OK, OK, couldn't NHK give us just one single point of view opposed to this? A single grumpy farmer who wasn't too happy about fast trains bypassing his town or village? I suppose not.

The 3 videos from NHK World have English narration by Peter Barakan, starting at Tokyo Station, the main terminal for the Shinkansen. In part 1, the engineers and experts with the vision are introduced, and the technological challenges they faced.

Part 2 discusses how the economic boom of the 1950s (in no small part spurred by the Korean War, although that is left unsaid) led to the development of the Shinkansen.

Rare vintage footage from the late 1950s and early 1960s from NHK. Reducing the travel time between Tokyo and Osaka from 6 1/2 hours to about 3 hours was the aim. At the time, the world's top speed train was the French Mistral, which had a top speed of 160 km/h. NHK says, "Japanese engineers set their sight at a top speed of 200 km/h."
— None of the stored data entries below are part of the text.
//! Sample metadata: ordered sample ids with opaque categorical labels

use serde::{Deserialize, Serialize};
use std::collections::{BTreeMap, HashSet};

use crate::error::{CountQcError, Result};

/// Sample metadata containing categorical attributes
///
/// The order of `sample_ids` is the canonical column order of every matrix
/// bound to this metadata. Attribute values are carried through as labels
/// for grouping and coloring; the numeric core never interprets them.
#[derive(Debug, Clone, PartialEq, Serialize, Deserialize)]
pub struct SampleMetadata {
    /// Sample identifiers
    sample_ids: Vec<String>,
    /// Attribute columns (column name -> value for each sample)
    conditions: BTreeMap<String, Vec<String>>,
}

impl SampleMetadata {
    /// Create new sample metadata
    pub fn new(sample_ids: Vec<String>) -> Self {
        Self {
            sample_ids,
            conditions: BTreeMap::new(),
        }
    }

    /// Add a condition column (categorical factor)
    pub fn add_condition(&mut self, name: &str, values: Vec<String>) -> Result<()> {
        if values.len() != self.sample_ids.len() {
            return Err(CountQcError::schema(format!(
                "condition '{}' has {} values for {} samples",
                name,
                values.len(),
                self.sample_ids.len()
            )));
        }
        self.conditions.insert(name.to_string(), values);
        Ok(())
    }

    /// Check if a condition exists
    pub fn has_condition(&self, name: &str) -> bool {
        self.conditions.contains_key(name)
    }

    /// Get the value of a condition for a specific sample
    pub fn get_value(&self, condition: &str, sample_idx: usize) -> Result<String> {
        self.conditions
            .get(condition)
            .and_then(|v| v.get(sample_idx))
            .cloned()
            .ok_or_else(|| CountQcError::InvalidInput {
                reason: format!(
                    "condition '{}' or sample index {} not found",
                    condition, sample_idx
                ),
            })
    }

    /// Get sample IDs
    pub fn sample_ids(&self) -> &[String] {
        &self.sample_ids
    }

    /// Get number of samples
    pub fn n_samples(&self) -> usize {
        self.sample_ids.len()
    }

    /// Get condition values for a specific column
    pub fn condition(&self, name: &str) -> Option<&Vec<String>> {
        self.conditions.get(name)
    }

    /// Get all condition names, sorted
    pub fn condition_names(&self) -> Vec<&str> {
        self.conditions.keys().map(|s| s.as_str()).collect()
    }

    /// Get unique levels for a condition (sorted)
    pub fn levels(&self, condition_name: &str) -> Option<Vec<String>> {
        self.conditions.get(condition_name).map(|values| {
            let mut unique: Vec<String> = values.to_vec();
            unique.sort();
            unique.dedup();
            unique
        })
    }

    /// Get sample indices for a specific condition level
    pub fn samples_with_level(&self, condition_name: &str, level: &str) -> Vec<usize> {
        self.conditions
            .get(condition_name)
            .map(|values| {
                values
                    .iter()
                    .enumerate()
                    .filter(|(_, v)| v.as_str() == level)
                    .map(|(i, _)| i)
                    .collect()
            })
            .unwrap_or_default()
    }

    /// Size of the smallest group of a condition.
    ///
    /// A natural `min_samples` for expression filtering.
    pub fn smallest_group(&self, condition_name: &str) -> Option<usize> {
        self.levels(condition_name)?
            .iter()
            .map(|level| self.samples_with_level(condition_name, level).len())
            .min()
    }

    /// First sample ID that occurs more than once
    pub(crate) fn duplicate_sample(&self) -> Option<&str> {
        let mut seen = HashSet::with_capacity(self.sample_ids.len());
        self.sample_ids
            .iter()
            .find(|id| !seen.insert(id.as_str()))
            .map(|id| id.as_str())
    }

    /// Subset metadata to specific samples
    pub fn subset(&self, sample_indices: &[usize]) -> Result<Self> {
        let new_ids: Vec<String> = sample_indices
            .iter()
            .map(|&i| self.sample_ids[i].clone())
            .collect();

        let mut new_meta = SampleMetadata::new(new_ids);

        for (name, values) in &self.conditions {
            let new_values: Vec<String> = sample_indices
                .iter()
                .map(|&i| values[i].clone())
                .collect();
            new_meta.add_condition(name, new_values)?;
        }

        Ok(new_meta)
    }
}
//! Count matrix representation for RNA-seq data

use std::collections::HashSet;

use ndarray::{Array2, ArrayView1, ArrayView2, Axis};

use crate::error::{CountQcError, Result};

/// Find the first identifier that occurs more than once
fn first_duplicate(ids: &[String]) -> Option<&str> {
    let mut seen = HashSet::with_capacity(ids.len());
    ids.iter()
        .find(|id| !seen.insert(id.as_str()))
        .map(|id| id.as_str())
}

/// Finite, non-negative, integral and representable as `u64`.
///
/// `u64::MAX as f64` rounds up to 2^64, so the upper bound is exclusive.
pub(crate) fn is_whole_count(x: f64) -> bool {
    x.is_finite() && x >= 0.0 && x.fract() == 0.0 && x < u64::MAX as f64
}

/// A matrix of raw integer read counts
/// Rows are genes, columns are samples
#[derive(Debug, Clone, PartialEq)]
pub struct CountMatrix {
    /// Raw count data (genes x samples)
    counts: Array2<u64>,
    /// Gene identifiers, unique
    gene_ids: Vec<String>,
    /// Sample identifiers in column order
    sample_ids: Vec<String>,
}

impl CountMatrix {
    /// Create a count matrix from integer counts
    pub fn new(
        counts: Array2<u64>,
        gene_ids: Vec<String>,
        sample_ids: Vec<String>,
    ) -> Result<Self> {
        let (n_genes, n_samples) = counts.dim();

        if gene_ids.len() != n_genes {
            return Err(CountQcError::schema(format!(
                "matrix has {} rows but {} gene IDs were given",
                n_genes,
                gene_ids.len()
            )));
        }

        if sample_ids.len() != n_samples {
            return Err(CountQcError::schema(format!(
                "matrix has {} columns but {} sample IDs were given",
                n_samples,
                sample_ids.len()
            )));
        }

        if let Some(dup) = first_duplicate(&gene_ids) {
            return Err(CountQcError::schema(format!("duplicate gene ID '{}'", dup)));
        }

        // Library sizes must fit in u64 so that later sums cannot wrap
        for (j, column) in counts.axis_iter(Axis(1)).enumerate() {
            let mut total: u64 = 0;
            for (i, &count) in column.iter().enumerate() {
                total = total.checked_add(count).ok_or_else(|| CountQcError::InvalidCount {
                    gene_id: gene_ids[i].clone(),
                    sample_id: sample_ids[j].clone(),
                    value: count as f64,
                })?;
            }
        }

        Ok(Self {
            counts,
            gene_ids,
            sample_ids,
        })
    }

    /// Create from floating-point values as parsed from text.
    ///
    /// Every entry must be a finite, non-negative whole number.
    pub fn from_f64(
        values: Array2<f64>,
        gene_ids: Vec<String>,
        sample_ids: Vec<String>,
    ) -> Result<Self> {
        let (n_genes, n_samples) = values.dim();
        if gene_ids.len() != n_genes || sample_ids.len() != n_samples {
            return Err(CountQcError::schema(format!(
                "matrix is {}x{} but {} gene IDs and {} sample IDs were given",
                n_genes,
                n_samples,
                gene_ids.len(),
                sample_ids.len()
            )));
        }

        if let Some(((i, j), value)) = values.indexed_iter().find(|item| !is_whole_count(*item.1)) {
            return Err(CountQcError::InvalidCount {
                gene_id: gene_ids[i].clone(),
                sample_id: sample_ids[j].clone(),
                value: *value,
            });
        }

        let counts = values.mapv(|x| x as u64);
        Self::new(counts, gene_ids, sample_ids)
    }

    /// Get the number of genes
    pub fn n_genes(&self) -> usize {
        self.counts.nrows()
    }

    /// Get the number of samples
    pub fn n_samples(&self) -> usize {
        self.counts.ncols()
    }

    /// Get the raw counts as a view
    pub fn counts(&self) -> ArrayView2<'_, u64> {
        self.counts.view()
    }

    pub fn gene_ids(&self) -> &[String] {
        &self.gene_ids
    }

    pub fn sample_ids(&self) -> &[String] {
        &self.sample_ids
    }

    /// Get counts for a specific gene
    pub fn gene_counts(&self, gene_idx: usize) -> ArrayView1<'_, u64> {
        self.counts.row(gene_idx)
    }

    /// Get counts for a specific sample
    pub fn sample_counts(&self, sample_idx: usize) -> ArrayView1<'_, u64> {
        self.counts.column(sample_idx)
    }

    /// Get gene index by ID
    pub fn gene_index(&self, gene_id: &str) -> Option<usize> {
        self.gene_ids.iter().position(|id| id == gene_id)
    }

    /// Get sample index by ID
    pub fn sample_index(&self, sample_id: &str) -> Option<usize> {
        self.sample_ids.iter().position(|id| id == sample_id)
    }

    /// Sum of counts per sample (library size); checked against overflow
    /// when the matrix was built
    pub fn library_sizes(&self) -> Vec<u64> {
        self.counts
            .axis_iter(Axis(1))
            .map(|col| col.sum())
            .collect()
    }

    /// Replace the column identifiers, keeping the data in place.
    ///
    /// Columns are renamed strictly by position; nothing is reordered.
    pub fn rename_samples(&self, sample_ids: Vec<String>) -> Result<Self> {
        if sample_ids.len() != self.n_samples() {
            return Err(CountQcError::schema(format!(
                "cannot rename {} columns with {} new sample IDs",
                self.n_samples(),
                sample_ids.len()
            )));
        }
        Self::new(self.counts.clone(), self.gene_ids.clone(), sample_ids)
    }

    /// Subset to specific samples
    pub fn subset_samples(&self, sample_indices: &[usize]) -> Result<Self> {
        let new_counts = self.counts.select(Axis(1), sample_indices);
        let new_sample_ids: Vec<String> = sample_indices
            .iter()
            .map(|&i| self.sample_ids[i].clone())
            .collect();

        Self::new(new_counts, self.gene_ids.clone(), new_sample_ids)
    }

    /// Subset to specific genes
    pub fn subset_genes(&self, gene_indices: &[usize]) -> Result<Self> {
        let new_counts = self.counts.select(Axis(0), gene_indices);
        let new_gene_ids: Vec<String> = gene_indices
            .iter()
            .map(|&i| self.gene_ids[i].clone())
            .collect();

        Self::new(new_counts, new_gene_ids, self.sample_ids.clone())
    }
}

#[cfg(test)]
mod tests {
    use super::*;
    use ndarray::array;

    fn ids(prefix: &str, n: usize) -> Vec<String> {
        (1..=n).map(|i| format!("{}{}", prefix, i)).collect()
    }

    #[test]
    fn test_count_matrix_creation() {
        let counts = array![[10, 20, 30], [5, 15, 25]];
        let matrix = CountMatrix::new(counts, ids("gene", 2), ids("s", 3)).unwrap();
        assert_eq!(matrix.n_genes(), 2);
        assert_eq!(matrix.n_samples(), 3);
        assert_eq!(matrix.gene_index("gene2"), Some(1));
        assert_eq!(matrix.sample_index("s4"), None);
    }

    #[test]
    fn test_negative_counts_rejected() {
        let values = array![[10.0, -5.0], [5.0, 15.0]];
        let err = CountMatrix::from_f64(values, ids("gene", 2), ids("s", 2)).unwrap_err();
        match err {
            CountQcError::InvalidCount { gene_id, sample_id, .. } => {
                assert_eq!(gene_id, "gene1");
                assert_eq!(sample_id, "s2");
            }
            other => panic!("unexpected error: {other}"),
        }
    }

    #[test]
    fn test_fractional_counts_rejected() {
        let values = array![[10.0, 2.5], [5.0, 15.0]];
        let result = CountMatrix::from_f64(values, ids("gene", 2), ids("s", 2));
        assert!(matches!(result, Err(CountQcError::InvalidCount { .. })));
    }

    #[test]
    fn test_duplicate_gene_ids_rejected() {
        let counts = array![[1, 2], [3, 4]];
        let gene_ids = vec!["g".to_string(), "g".to_string()];
        let result = CountMatrix::new(counts, gene_ids, ids("s", 2));
        assert!(matches!(result, Err(CountQcError::SchemaMismatch { .. })));
    }

    #[test]
    fn test_count_at_two_pow_64_rejected() {
        let values = array![[u64::MAX as f64, 1.0]];
        let result = CountMatrix::from_f64(values, ids("gene", 1), ids("s", 2));
        assert!(matches!(result, Err(CountQcError::InvalidCount { .. })));
    }

    #[test]
    fn test_library_size_overflow_rejected() {
        let half = u64::MAX / 2 + 1;
        let counts = array![[half, 1], [half, 1]];
        match CountMatrix::new(counts, ids("gene", 2), ids("s", 2)) {
            Err(CountQcError::InvalidCount { gene_id, sample_id, .. }) => {
                assert_eq!(gene_id, "gene2");
                assert_eq!(sample_id, "s1");
            }
            other => panic!("expected InvalidCount, got {:?}", other),
        }

        // A single count of u64::MAX is still a valid library
        let counts = array![[u64::MAX, 1], [0, 1]];
        let matrix = CountMatrix::new(counts, ids("gene", 2), ids("s", 2)).unwrap();
        assert_eq!(matrix.library_sizes(), vec![u64::MAX, 2]);
    }

    #[test]
    fn test_library_sizes() {
        let counts = array![[10, 20], [5, 15]];
        let matrix = CountMatrix::new(counts, ids("gene", 2), ids("s", 2)).unwrap();
        assert_eq!(matrix.library_sizes(), vec![15, 35]);
    }

    #[test]
    fn test_rename_samples_keeps_data() {
        let counts = array![[10, 20], [5, 15]];
        let matrix = CountMatrix::new(counts, ids("gene", 2), ids("s", 2)).unwrap();
        let renamed = matrix
            .rename_samples(vec!["a.bam".to_string(), "b.bam".to_string()])
            .unwrap();
        assert_eq!(renamed.sample_ids(), &["a.bam", "b.bam"]);
        assert_eq!(renamed.counts(), matrix.counts());
        assert!(matrix.rename_samples(vec!["x".to_string()]).is_err());
    }
}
Tadanao Miki was the main designer for the Shinkansen, getting a chance to work for peaceful purposes... It was his idea to use the streamline design of wartime fighter planes for trains, to cut wind resistance and boost the train speed. "If we want a beautiful airflow, we must give it a beautiful shape..." That was Miki's guiding philosophy, as he crafted one clay model after another.

Other important engineers are introduced, such as Tadashi Matsudaira, who found a way to solve the problem of the Hunting motion at high speeds, by improving the spring suspension using air pressure.

In part 2, you also get to see rare footage of the first trial run in March 30, 1963, as they rewrote the record books by reaching 200 km/h - and it kept going to 256 km/h: "It was the fastest train in the world."

I didn't know that the public was asked to name the new train. 560,000 suggestions were submitted. The winning entry was "Hikari" or light.

If you understand Japanese, do watch the 7 part documentary, with more rare footage and interviews also included in the shorter NHK World program. Here is part 1/7:

万物創世紀 新幹線 1/7


Tom O said…
Boy, am I going to enjoy all this! These trains really are like a 'yume'.
Martin J Frid said…
Thanks for the comment Tom, I thought you might like this. The rare videos are a treat, as we don't really know how the trains were developed. If you have the time, do watch the 7 part Japanese series of documentaries too. I only linked to 1/7 but you can easily find the rest on Youtube.